HLC should ensure at-risk institutions protect students in the event of closure by strengthening policies for teach-out plans and agreements
While we support greater clarity and focus on the use of teach-out plans, HLC’s proposed policies do not clarify what types of institutional behavior will warrant submission of a teach-out agreement. For students enrolled in a college at significant risk of closure, teach-out plans are not sufficient because they do not obligate any other institution to follow through on the plan in the event of closure and lack the detail needed to be placed into effect. While they may be helpful in beginning the work of finding a teach-out partner, until an agreement is secured that ensures equitable treatment of students, a teach-out plan is effectively meaningless.

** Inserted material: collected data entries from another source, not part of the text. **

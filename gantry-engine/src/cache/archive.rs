// Cache archives
// Packs declared workspace paths into a single blob and restores them

use crate::cache::CacheError;

use serde::{Deserialize, Serialize};
use std::path::{Component, Path, PathBuf};

/// Converts a set of workspace-relative paths to bytes and back
#[async_trait::async_trait]
pub trait CacheArchiver: Send + Sync {
    async fn pack(&self, root: &Path, paths: &[String]) -> Result<Vec<u8>, CacheError>;

    /// Returns the number of files written
    async fn unpack(&self, root: &Path, bytes: &[u8]) -> Result<usize, CacheError>;
}

#[derive(Debug, Serialize, Deserialize)]
struct ArchivedFile {
    path: String,
    contents: String,
}

#[derive(Debug, Default, Serialize, Deserialize)]
struct Archive {
    files: Vec<ArchivedFile>,
}

/// JSON archive with hex-encoded file contents. Missing paths are skipped.
#[derive(Debug, Default, Clone, Copy)]
pub struct JsonArchiver;

impl JsonArchiver {
    pub fn new() -> Self {
        Self
    }
}

/// Rejects absolute paths and anything that climbs out of the workspace
pub(crate) fn checked_relative(path: &str) -> Result<PathBuf, CacheError> {
    let candidate = Path::new(path);
    let safe = !path.is_empty()
        && candidate
            .components()
            .all(|c| matches!(c, Component::Normal(_) | Component::CurDir));
    if safe {
        Ok(candidate.to_path_buf())
    } else {
        Err(CacheError::UnsafePath(candidate.to_path_buf()))
    }
}

pub(crate) fn collect_files(root: &Path, relative: &Path, out: &mut Vec<PathBuf>) -> std::io::Result<()> {
    let full = root.join(relative);
    let meta = match std::fs::metadata(&full) {
        Ok(meta) => meta,
        Err(e) if e.kind() == std::io::ErrorKind::NotFound => return Ok(()),
        Err(e) => return Err(e),
    };
    if meta.is_dir() {
        let mut children: Vec<_> = std::fs::read_dir(&full)?
            .filter_map(|entry| entry.ok().map(|e| e.file_name()))
            .collect();
        children.sort();
        for child in children {
            collect_files(root, &relative.join(child), out)?;
        }
    } else {
        out.push(relative.to_path_buf());
    }
    Ok(())
}

fn archive_path(path: &Path) -> String {
    path.components()
        .filter_map(|c| match c {
            Component::Normal(part) => Some(part.to_string_lossy().into_owned()),
            _ => None,
        })
        .collect::<Vec<_>>()
        .join("/")
}

#[async_trait::async_trait]
impl CacheArchiver for JsonArchiver {
    async fn pack(&self, root: &Path, paths: &[String]) -> Result<Vec<u8>, CacheError> {
        let mut relative = Vec::new();
        for path in paths {
            let checked = checked_relative(path)?;
            collect_files(root, &checked, &mut relative)?;
        }
        relative.sort();
        relative.dedup();

        let mut archive = Archive::default();
        for path in relative {
            let contents = tokio::fs::read(root.join(&path)).await?;
            archive.files.push(ArchivedFile {
                path: archive_path(&path),
                contents: hex::encode(contents),
            });
        }
        Ok(serde_json::to_vec(&archive)?)
    }

    async fn unpack(&self, root: &Path, bytes: &[u8]) -> Result<usize, CacheError> {
        let archive: Archive = serde_json::from_slice(bytes)?;
        for file in &archive.files {
            let relative = checked_relative(&file.path)?;
            let contents = hex::decode(&file.contents)
                .map_err(|e| CacheError::CorruptArchive(format!("{}: {}", file.path, e)))?;
            let target = root.join(relative);
            if let Some(parent) = target.parent() {
                tokio::fs::create_dir_all(parent).await?;
            }
            tokio::fs::write(&target, contents).await?;
        }
        Ok(archive.files.len())
    }
}

#[cfg(test)]
mod tests {
    use super::*;

    #[test]
    fn test_checked_relative() {
        assert!(checked_relative("target/debug").is_ok());
        assert!(checked_relative("./node_modules").is_ok());
        assert!(matches!(checked_relative("../secrets"), Err(CacheError::UnsafePath(_))));
        assert!(matches!(checked_relative("/etc/passwd"), Err(CacheError::UnsafePath(_))));
        assert!(checked_relative("").is_err());
    }

    #[tokio::test]
    async fn test_pack_directory_and_restore_elsewhere() {
        let src = tempfile::tempdir().unwrap();
        std::fs::create_dir_all(src.path().join("deps/nested")).unwrap();
        std::fs::write(src.path().join("deps/a.txt"), "alpha").unwrap();
        std::fs::write(src.path().join("deps/nested/b.bin"), [0u8, 159, 255]).unwrap();
        std::fs::write(src.path().join("lock.json"), "{}").unwrap();

        let archiver = JsonArchiver::new();
        let bytes = archiver
            .pack(src.path(), &["deps".to_string(), "lock.json".to_string(), "missing".to_string()])
            .await
            .unwrap();

        let dst = tempfile::tempdir().unwrap();
        let written = archiver.unpack(dst.path(), &bytes).await.unwrap();
        assert_eq!(written, 3);
        assert_eq!(std::fs::read_to_string(dst.path().join("deps/a.txt")).unwrap(), "alpha");
        assert_eq!(std::fs::read(dst.path().join("deps/nested/b.bin")).unwrap(), vec![0u8, 159, 255]);
        assert_eq!(std::fs::read_to_string(dst.path().join("lock.json")).unwrap(), "{}");
    }

    #[tokio::test]
    async fn test_unpack_rejects_escaping_paths() {
        let dst = tempfile::tempdir().unwrap();
        let bytes = br#"{"files":[{"path":"../evil","contents":"00"}]}"#;
        let err = JsonArchiver::new().unpack(dst.path(), bytes).await.unwrap_err();
        assert!(matches!(err, CacheError::UnsafePath(_)));
    }

    #[tokio::test]
    async fn test_unpack_rejects_bad_hex() {
        let dst = tempfile::tempdir().unwrap();
        let bytes = br#"{"files":[{"path":"x","contents":"zz"}]}"#;
        let err = JsonArchiver::new().unpack(dst.path(), bytes).await.unwrap_err();
        assert!(matches!(err, CacheError::CorruptArchive(_)));
    }
}
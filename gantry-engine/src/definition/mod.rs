// Definition Module
// Pipeline definition data model and YAML loading

pub mod models;
pub mod parser;

pub use models::{
    CacheSpec, JobTemplate, MatrixDefinition, Needs, OrderedMap, PipelineDefinition,
    ResourceScopeSpec, StepDefinition, Value,
};
pub use parser::DefinitionParser;
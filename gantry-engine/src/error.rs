// Engine Errors
// Configuration-time and load-time error types shared across the engine

use std::fmt;
use std::path::PathBuf;

use thiserror::Error;

/// Error raised while turning a definition into an execution plan.
///
/// Every plan error is fatal: the run aborts before any job starts.
#[derive(Debug, Clone, PartialEq)]
pub struct PlanError {
    pub message: String,
    pub kind: PlanErrorKind,
}

#[derive(Debug, Clone, Copy, PartialEq, Eq)]
pub enum PlanErrorKind {
    CyclicDependency,
    UnknownDependency,
    InvalidMatrix,
    InvalidCondition,
    UnknownResource,
    UnsatisfiedRequirement,
    InvalidDefinition,
}

impl fmt::Display for PlanError {
    fn fmt(&self, f: &mut fmt::Formatter<'_>) -> fmt::Result {
        write!(f, "{:?}: {}", self.kind, self.message)
    }
}

impl std::error::Error for PlanError {}

impl PlanError {
    pub fn cyclic(path: &[String]) -> Self {
        Self {
            message: format!("circular dependency detected: {}", path.join(" -> ")),
            kind: PlanErrorKind::CyclicDependency,
        }
    }

    pub fn unknown_dependency(job: &str, dependency: &str) -> Self {
        Self {
            message: format!("job '{}' needs unknown job '{}'", job, dependency),
            kind: PlanErrorKind::UnknownDependency,
        }
    }

    pub fn invalid_matrix(job: &str, message: impl fmt::Display) -> Self {
        Self {
            message: format!("job '{}' has an invalid matrix: {}", job, message),
            kind: PlanErrorKind::InvalidMatrix,
        }
    }

    pub fn invalid_condition(location: &str, message: impl fmt::Display) -> Self {
        Self {
            message: format!("{}: {}", location, message),
            kind: PlanErrorKind::InvalidCondition,
        }
    }

    pub fn unknown_resource(job: &str, scope: &str) -> Self {
        Self {
            message: format!("job '{}' leases unknown resource scope '{}'", job, scope),
            kind: PlanErrorKind::UnknownResource,
        }
    }

    pub fn unsatisfied_requirement(job: &str, tags: &[String]) -> Self {
        Self {
            message: format!(
                "job '{}' requires [{}] but no resource scope carries all of those labels",
                job,
                tags.join(", ")
            ),
            kind: PlanErrorKind::UnsatisfiedRequirement,
        }
    }

    pub fn invalid_definition(message: impl Into<String>) -> Self {
        Self {
            message: message.into(),
            kind: PlanErrorKind::InvalidDefinition,
        }
    }
}

/// Error raised while loading a pipeline definition or an engine config file.
#[derive(Debug, Error)]
pub enum DefinitionError {
    #[error("failed to read {path}: {source}")]
    Read {
        path: PathBuf,
        #[source]
        source: std::io::Error,
    },

    #[error("invalid YAML: {0}")]
    Yaml(#[from] serde_yaml::Error),
}

/// Top-level engine error.
#[derive(Debug, Error)]
pub enum EngineError {
    #[error(transparent)]
    Definition(#[from] DefinitionError),

    #[error("{0}")]
    Plan(#[from] PlanError),

    #[error("invalid configuration: {0}")]
    Config(String),

    #[error("I/O error: {0}")]
    Io(#[from] std::io::Error),
}

impl EngineError {
    /// Whether this error belongs to the configuration class (exit status 2).
    pub fn is_configuration(&self) -> bool {
        matches!(
            self,
            EngineError::Definition(_) | EngineError::Plan(_) | EngineError::Config(_)
        )
    }
}

pub type EngineResult<T> = Result<T, EngineError>;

One of the challenges in recent closures is that accreditors have failed to secure or even ask for a formal teach-out agreement. For instance, HLC identified such significant concerns with its change of control reviews of Illinois Institute of Art and Art Institute of Colorado that it removed their status as accredited institutions and placed them in candidate status, effective in January 2018.13 Yet when the colleges notified HLC that they intended to close in August 2018, HLC reported that it was “currently… reviewing teach-out plans” submitted by the colleges.14 But it was not until the institutions, which reported enrolling more than 2,000 students in 2018,15 announced they would be closing permanently that HLC sought teach-out agreements.
In today’s environment, securing high-quality agreements for students enrolled in any institution at risk of closure is imperative. HLC’s policy revision should clarify the circumstances when it will require a teach-out agreement be in place. For example, institutions that are on probation or under show cause orders by HLC and institutions placed on heightened cash monitoring 2 by the Education Department should be required to submit teach-out agreements for approval. Pre-accredited institutions should also be required to keep an approved teach-out plan on file, and should be required to submit teach-out agreements if HLC identifies areas of concern with the institution’s ability to receive full accreditation.
Moreover, HLC should take more specific steps to ensure that the receiving institutions for a teach- out are high-quality. Receiving institutions should be in good standing with the Department and with their institutional accreditors; and should be financially stable, as determined by the Department’s financial responsibility regulations and any applicable state or accreditor requirements. Institutions that are denied accreditation, and thus that have at least two years of documented non-compliance, should not be permitted to complete their own teach-outs, and should instead be required to establish teach-out agreements with other qualifying institutions.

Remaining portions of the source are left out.